België, Nederland en Duitsland zijn zogenoemde 'advanced economies', landen die veel energie gebruiken in hun industrie. Deze energie is in hoge mate nog steeds fossiel van oorsprong en leidt daarom tot een enorme uitstoot van broeikasgassen. Om te voldoen aan de Europese regelgeving rond het terugdringen van broeikasgassen – vooral via het programma Fit for 55 –, moeten enorme veranderingen in onze energievoorziening plaatsvinden. Groene waterstof kan helpen om de uitstoot van broeikasgassen te verminderen. 

In deze publicatie willen we iedereen bijpraten over:

  1. Waterstof: wat is het?
  2. Waar gebruiken we waterstof voor?
  3. Waar gaan we waterstof in de toekomst voor gebruiken?
  4. Wat doet ABN AMRO met waterstof?

1. Waterstof: wat is het?

Mocht u ooit scheikunde gehad hebben, dan herinnert u zich misschien dat waterstof (scheikundige code: H) het getal 1 als atoomgetal heeft. Het is daarmee het lichtste scheikundige element dat er bestaat. Het komt in het heelal ook verreweg het meest voor en is de brandstof van sterren, zoals de zon. In de zon wordt waterstof middels kernfusie omgezet in helium (scheikundige code: He), dat atoomgetal 2 heeft. Hierbij komt veel energie vrij: de zon schijnt.

Waterstof komt over het algemeen voor in de vorm van gas. Het wordt pas vloeibaar bij de zeer lage temperatuur van -253 graden Celsius. En zit de zon tjokvol waterstofgas, op aarde komt het eigenlijk niet in losse vorm voor. Toch is er veel waterstof op aarde, maar het zit gebonden aan andere elementen. Zoals aan zuurstof (scheikundige code: O), een veel zwaarder element, waarmee het water kan vormen. De scheikundige formule van water is H₂O.
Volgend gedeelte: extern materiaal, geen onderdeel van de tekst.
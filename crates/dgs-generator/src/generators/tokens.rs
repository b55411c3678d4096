//! Named replacement tokens for `value` templates.
//!
//! A template is plain text with `${name}` placeholders. A template that is
//! exactly one known token yields that token's native value; otherwise every
//! known placeholder is replaced by the text form of a fresh value and
//! everything else, unknown placeholders included, is kept verbatim.

use super::uuid::generate_uuid_v4;
use chrono::Utc;
use dgs_core::Value;
use fake::faker::address::en::{CityName, CountryCode, CountryName, StreetName, ZipCode};
use fake::faker::company::en::{CompanyName, Profession};
use fake::faker::currency::en::CurrencyCode;
use fake::faker::internet::en::{MACAddress, SafeEmail, UserAgent, Username, IP, IPv4, IPv6};
use fake::faker::lorem::en::{Paragraph, Sentence, Word};
use fake::faker::name::en::{FirstName, LastName, Name};
use fake::faker::phone_number::en::PhoneNumber;
use fake::Fake;
use rand::rngs::StdRng;
use rand::seq::IndexedRandom;
use rand::Rng;

/// A named value generator usable inside templates.
pub struct Token {
    pub name: &'static str,
    pub description: &'static str,
    generate: fn(&mut StdRng) -> Value,
}

impl Token {
    /// Produce a fresh value.
    pub fn generate(&self, rng: &mut StdRng) -> Value {
        (self.generate)(rng)
    }
}

impl std::fmt::Debug for Token {
    fn fmt(&self, f: &mut std::fmt::Formatter<'_>) -> std::fmt::Result {
        f.debug_struct("Token").field("name", &self.name).finish()
    }
}

const HTTP_METHODS: &[&str] = &[
    "GET", "HEAD", "POST", "PUT", "PATCH", "DELETE", "OPTIONS", "TRACE", "CONNECT",
];

const HTTP_STATUS_CODES: &[i64] = &[
    100, 101, 200, 201, 202, 204, 206, 301, 302, 303, 304, 307, 308, 400, 401, 403, 404, 405, 409,
    410, 412, 415, 418, 422, 429, 500, 501, 502, 503, 504,
];

fn text(s: String) -> Value {
    Value::String(s)
}

static TOKENS: &[Token] = &[
    Token {
        name: "uuid",
        description: "Random v4 UUID",
        generate: |rng| Value::Uuid(generate_uuid_v4(rng)),
    },
    Token {
        name: "bool",
        description: "Random boolean",
        generate: |rng| Value::Bool(rng.random_bool(0.5)),
    },
    Token {
        name: "int8",
        description: "Random 8-bit signed integer",
        generate: |rng| Value::Int(rng.random::<i8>() as i64),
    },
    Token {
        name: "int16",
        description: "Random 16-bit signed integer",
        generate: |rng| Value::Int(rng.random::<i16>() as i64),
    },
    Token {
        name: "int32",
        description: "Random 32-bit signed integer",
        generate: |rng| Value::Int(rng.random::<i32>() as i64),
    },
    Token {
        name: "int64",
        description: "Random 64-bit signed integer",
        generate: |rng| Value::Int(rng.random::<i64>()),
    },
    Token {
        name: "uint8",
        description: "Random 8-bit unsigned integer",
        generate: |rng| Value::Int(rng.random::<u8>() as i64),
    },
    Token {
        name: "uint16",
        description: "Random 16-bit unsigned integer",
        generate: |rng| Value::Int(rng.random::<u16>() as i64),
    },
    Token {
        name: "uint32",
        description: "Random 32-bit unsigned integer",
        generate: |rng| Value::Int(rng.random::<u32>() as i64),
    },
    Token {
        name: "float32",
        description: "Random 32-bit float in [0, 1)",
        generate: |rng| Value::Float(rng.random::<f32>() as f64),
    },
    Token {
        name: "float64",
        description: "Random 64-bit float in [0, 1)",
        generate: |rng| Value::Float(rng.random::<f64>()),
    },
    Token {
        name: "email",
        description: "Email address on a reserved domain",
        generate: |rng| text(SafeEmail().fake_with_rng(rng)),
    },
    Token {
        name: "first_name",
        description: "Given name",
        generate: |rng| text(FirstName().fake_with_rng(rng)),
    },
    Token {
        name: "last_name",
        description: "Family name",
        generate: |rng| text(LastName().fake_with_rng(rng)),
    },
    Token {
        name: "name",
        description: "Full name",
        generate: |rng| text(Name().fake_with_rng(rng)),
    },
    Token {
        name: "username",
        description: "Login name",
        generate: |rng| text(Username().fake_with_rng(rng)),
    },
    Token {
        name: "word",
        description: "Lorem ipsum word",
        generate: |rng| text(Word().fake_with_rng(rng)),
    },
    Token {
        name: "sentence",
        description: "Lorem ipsum sentence",
        generate: |rng| text(Sentence(5..10).fake_with_rng(rng)),
    },
    Token {
        name: "paragraph",
        description: "Lorem ipsum paragraph",
        generate: |rng| text(Paragraph(3..5).fake_with_rng(rng)),
    },
    Token {
        name: "company",
        description: "Company name",
        generate: |rng| text(CompanyName().fake_with_rng(rng)),
    },
    Token {
        name: "job_title",
        description: "Profession",
        generate: |rng| text(Profession().fake_with_rng(rng)),
    },
    Token {
        name: "city",
        description: "City name",
        generate: |rng| text(CityName().fake_with_rng(rng)),
    },
    Token {
        name: "country",
        description: "Country name",
        generate: |rng| text(CountryName().fake_with_rng(rng)),
    },
    Token {
        name: "country_code",
        description: "Two letter country code",
        generate: |rng| text(CountryCode().fake_with_rng(rng)),
    },
    Token {
        name: "street",
        description: "Street name",
        generate: |rng| text(StreetName().fake_with_rng(rng)),
    },
    Token {
        name: "zip",
        description: "Postal code",
        generate: |rng| text(ZipCode().fake_with_rng(rng)),
    },
    Token {
        name: "phone",
        description: "Phone number",
        generate: |rng| text(PhoneNumber().fake_with_rng(rng)),
    },
    Token {
        name: "ip",
        description: "IPv4 or IPv6 address",
        generate: |rng| text(IP().fake_with_rng(rng)),
    },
    Token {
        name: "ipv4",
        description: "IPv4 address",
        generate: |rng| text(IPv4().fake_with_rng(rng)),
    },
    Token {
        name: "ipv6",
        description: "IPv6 address",
        generate: |rng| text(IPv6().fake_with_rng(rng)),
    },
    Token {
        name: "mac",
        description: "MAC address",
        generate: |rng| text(MACAddress().fake_with_rng(rng)),
    },
    Token {
        name: "user_agent",
        description: "Browser user agent",
        generate: |rng| text(UserAgent().fake_with_rng(rng)),
    },
    Token {
        name: "status_code",
        description: "HTTP status code",
        generate: |rng| Value::Int(HTTP_STATUS_CODES.choose(rng).copied().unwrap_or(200)),
    },
    Token {
        name: "http_method",
        description: "HTTP request method",
        generate: |rng| text(HTTP_METHODS.choose(rng).copied().unwrap_or("GET").to_string()),
    },
    Token {
        name: "hex_color",
        description: "Hex colour such as #1a2b3c",
        generate: |rng| text(format!("#{:06x}", rng.random_range(0..0x0100_0000u32))),
    },
    Token {
        name: "currency_code",
        description: "ISO 4217 currency code",
        generate: |rng| text(CurrencyCode().fake_with_rng(rng)),
    },
    Token {
        name: "date",
        description: "Current UTC time",
        generate: |_| Value::Timestamp(Utc::now()),
    },
];

/// All registered tokens in display order.
pub fn tokens() -> &'static [Token] {
    TOKENS
}

/// Find a token by name.
pub fn lookup(name: &str) -> Option<&'static Token> {
    TOKENS.iter().find(|t| t.name == name)
}

/// Name inside a template that is exactly one `${name}` placeholder.
fn single_placeholder(template: &str) -> Option<&str> {
    let name = template.strip_prefix("${")?.strip_suffix('}')?;
    if name.contains('}') || name.contains("${") {
        return None;
    }
    Some(name)
}

/// Expand a template into a value.
pub fn expand_template(template: &str, rng: &mut StdRng) -> Value {
    if let Some(token) = single_placeholder(template).and_then(lookup) {
        return token.generate(rng);
    }

    let mut out = String::with_capacity(template.len());
    let mut rest = template;

    while let Some(start) = rest.find("${") {
        out.push_str(&rest[..start]);
        let after = &rest[start + 2..];
        let Some(end) = after.find('}') else {
            out.push_str(&rest[start..]);
            return Value::String(out);
        };

        let name = &after[..end];
        match lookup(name) {
            Some(token) => out.push_str(&token.generate(rng).to_string()),
            None => out.push_str(&rest[start..start + end + 3]),
        }
        rest = &after[end + 1..];
    }

    out.push_str(rest);
    Value::String(out)
}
En als vergelijking met waterstof: water wordt pas gasvormig bij veel hogere temperaturen, het moet daarvoor koken en dat doet het pas op 100 graden Celsius. Waterstof ‘kookt’ dus al bij temperaturen ver onder nul. Het Engelse woord voor waterstof komt uit het Frans en is: hydrogen. Daar komt de H vandaan. Veel waterstofprojecten hebben dan ook vaak ergens een H of H₂ in de naam, zoals H2ermes, HyDeal en VoltH2.

Het 2-tje in H₂ ontstaat doordat het element waterstof als los molecuul alleen bestaat als paar; er zijn er in losse vorm altijd twee in plaats van één. Hetzelfde geldt voor een paar andere elementen, waaronder zuurstof. De losse zuurstof die wij inademen, komt in de natuur vooral voor als paartje: O₂.

Fossiele hydrocarbons versus waterstof als brandstof

België, Duitsland en Nederland gebruiken veel fossiele brandstoffen. Veel meer dan ze zelf kunnen produceren. Een groot deel daarvan wordt geïmporteerd via pijpleidingen en schepen. Olie, steenkool en aardgas zijn de belangrijkste fossiele energiedragers. Hieruit worden zogenaamde hydrocarbons gewonnen. Aardgas is al een hydrocarbon van zichzelf.

Het kenmerk van hydrocarbons is dat ze combinaties zijn van waterstof en koolstof (scheikundige code: C, charbon in het Frans of carbon in het Engels). Deze hydrocarbons verbranden goed en produceren daarmee veel energie. En ze zijn makkelijk winbaar uit olie- en gasvelden en steenkolenmijnen.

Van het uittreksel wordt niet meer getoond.